L’ultimo motivo di ricorso, poi, è quello circa l’omesso esame di un fatto decisivo, ovvero la mancata analisi da parte della Corte Federale d’Appello dei pareri medici, ritualmente prodotti da parte del legale della Lazio, dei professori Pregliasco, Bondanini e Rossi, comportamento censurato da parte del Collegio di Garanzia. In particolare, la novità e la natura essenzialmente tecnica delle questioni di questo giudizio, come ad esempio la questione circa l’affidabilità e la contraddittorietà dei test eseguiti su Immobile, imponevano alla CFA di prendere in esame i pareri di autorevoli esperti, in ordine all’idoneità della condotta tenuta dai dott. Pulcini e Rodia nel soddisfare le previsioni di una normativa nella quale si riflettevano incertezze scientifiche e mediche del momento.

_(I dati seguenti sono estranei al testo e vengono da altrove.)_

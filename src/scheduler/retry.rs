use std::time::Duration;

use tokio_util::sync::CancellationToken;

/// Bookkeeping for one logical operation that may be retried.
///
/// The context does not know what is retried. Callers loop while
/// [`is_retry_possible`](Self::is_retry_possible) holds and report each
/// attempt's outcome.
#[derive(Debug)]
pub struct RetryContext {
    maximum: u32,
    failure_count: u32,
    done: bool,
    fatal: bool,
    retry_time_to_wait: Option<Duration>,
    cancel: Option<CancellationToken>,
}

impl RetryContext {
    pub fn new(maximum: u32) -> Self {
        Self {
            maximum,
            failure_count: 0,
            done: false,
            fatal: false,
            retry_time_to_wait: None,
            cancel: None,
        }
    }

    /// Make waits abortable. A cancelled wait ends all further retries.
    pub fn with_cancellation(mut self, token: CancellationToken) -> Self {
        self.cancel = Some(token);
        self
    }

    pub fn set_retry_time_to_wait(&mut self, wait: Duration) -> &mut Self {
        self.retry_time_to_wait = Some(wait);
        self
    }

    /// Record a failed attempt and wait the configured time, if any.
    pub async fn execution_failed(&mut self) {
        self.failure_count += 1;

        let Some(wait) = self.retry_time_to_wait else {
            return;
        };
        if wait.is_zero() {
            return;
        }

        match &self.cancel {
            Some(token) => {
                tokio::select! {
                    _ = tokio::time::sleep(wait) => {}
                    _ = token.cancelled() => {
                        tracing::debug!("Retry wait cancelled");
                        self.fatal = true;
                    }
                }
            }
            None => tokio::time::sleep(wait).await,
        }
    }

    pub fn execution_done(&mut self) {
        self.done = true;
    }

    pub fn mark_as_fatal_failure(&mut self) {
        self.fatal = true;
    }

    pub fn is_retry_possible(&self) -> bool {
        !self.done && !self.fatal && self.failure_count < self.maximum
    }

    pub fn is_execution_done(&self) -> bool {
        self.done
    }

    pub fn is_fatal_failure(&self) -> bool {
        self.fatal
    }

    pub fn execution_failed_count(&self) -> u32 {
        self.failure_count
    }

    pub fn maximum(&self) -> u32 {
        self.maximum
    }
}
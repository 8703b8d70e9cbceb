use std::collections::{HashMap, HashSet};

use async_trait::async_trait;
use tokio::sync::RwLock;
use uuid::Uuid;

use crate::error::{CoordinatorError, Result};
use crate::scheduler::job::{ClaimStrategy, Job, JobState};
use crate::store::{IsolatedWork, JobStore};

const DEFAULT_MAX_JOBS: usize = 10_000;

/// Shared in-process store with row-version semantics.
///
/// Each call holds the lock only for its own duration, so two instances
/// sharing one store interleave exactly like two processes sharing a database.
#[derive(Debug)]
pub struct InMemoryJobStore<S> {
    jobs: RwLock<HashMap<Uuid, Job<S>>>,
    max_jobs: usize,
}

impl<S: JobState> Default for InMemoryJobStore<S> {
    fn default() -> Self {
        Self::new()
    }
}

impl<S: JobState> InMemoryJobStore<S> {
    pub fn new() -> Self {
        Self::with_capacity(DEFAULT_MAX_JOBS)
    }

    pub fn with_capacity(max_jobs: usize) -> Self {
        Self {
            jobs: RwLock::new(HashMap::new()),
            max_jobs,
        }
    }

    /// All jobs sorted chronologically by creation time
    pub async fn all_jobs(&self) -> Vec<Job<S>> {
        let jobs = self.jobs.read().await;
        let mut all: Vec<Job<S>> = jobs.values().cloned().collect();
        all.sort_by_key(|j| j.created_at);
        all
    }

    pub async fn len(&self) -> usize {
        self.jobs.read().await.len()
    }

    pub async fn is_empty(&self) -> bool {
        self.jobs.read().await.is_empty()
    }
}

#[async_trait]
impl<S: JobState> JobStore<S> for InMemoryJobStore<S> {
    async fn create(&self, mut job: Job<S>) -> Result<Job<S>> {
        let mut jobs = self.jobs.write().await;
        if jobs.len() >= self.max_jobs {
            return Err(CoordinatorError::Store(format!(
                "store at capacity ({} jobs)",
                self.max_jobs
            )));
        }
        if jobs.contains_key(&job.id) {
            return Err(CoordinatorError::Store(format!(
                "job {} already exists",
                job.id
            )));
        }
        job.row_version = 0;
        jobs.insert(job.id, job.clone());
        tracing::debug!(job_id = %job.id, flavor = S::FLAVOR, "Job created");
        Ok(job)
    }

    async fn find_by_id(&self, id: Uuid) -> Result<Option<Job<S>>> {
        Ok(self.jobs.read().await.get(&id).cloned())
    }

    async fn find_next_claimable(&self, strategy: ClaimStrategy) -> Result<Option<Job<S>>> {
        let jobs = self.jobs.read().await;

        let busy_owners: HashSet<&str> = match strategy {
            ClaimStrategy::OldestFirst => HashSet::new(),
            ClaimStrategy::OnePerOwner => jobs
                .values()
                .filter(|j| j.execution_state.is_running())
                .map(|j| j.owner.as_str())
                .collect(),
        };

        Ok(jobs
            .values()
            .filter(|j| j.execution_state == S::ready_to_start())
            .filter(|j| !busy_owners.contains(j.owner.as_str()))
            .min_by_key(|j| (j.created_at, j.id))
            .cloned())
    }

    async fn find_in_state(&self, state: S) -> Result<Vec<Job<S>>> {
        let jobs = self.jobs.read().await;
        let mut found: Vec<Job<S>> = jobs
            .values()
            .filter(|j| j.execution_state == state)
            .cloned()
            .collect();
        found.sort_by_key(|j| j.created_at);
        Ok(found)
    }

    async fn save(&self, job: &Job<S>, expected_version: u64) -> Result<Job<S>> {
        let mut jobs = self.jobs.write().await;
        let stored = jobs
            .get_mut(&job.id)
            .ok_or(CoordinatorError::JobNotFound(job.id))?;

        if stored.row_version != expected_version {
            return Err(CoordinatorError::ConcurrencyConflict {
                job_id: job.id,
                expected: expected_version,
                actual: stored.row_version,
            });
        }

        let mut updated = job.clone();
        updated.row_version = expected_version + 1;
        *stored = updated.clone();
        Ok(updated)
    }

    async fn delete(&self, id: Uuid) -> Result<bool> {
        Ok(self.jobs.write().await.remove(&id).is_some())
    }

    async fn run_isolated(&self, id: Uuid, work: IsolatedWork<'_, S>) -> Result<Job<S>> {
        let mut job = self
            .find_by_id(id)
            .await?
            .ok_or(CoordinatorError::JobNotFound(id))?;
        let read_version = job.row_version;
        work(&mut job)?;
        self.save(&job, read_version).await
    }
}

Infatti le condotte avvennero durante i primi mesi di applicazione della complessa normativa anti-covid, con tutte le incertezze interpretative e applicative a questa connesse.

Ora la palla torna alla Corte federale d’Appello, che dovrà rinnovare la sua valutazione dei fatti e procedere alla conseguente determinazione della sanzione, sia con riguardo alla posizione di Lotito, che della Lazio.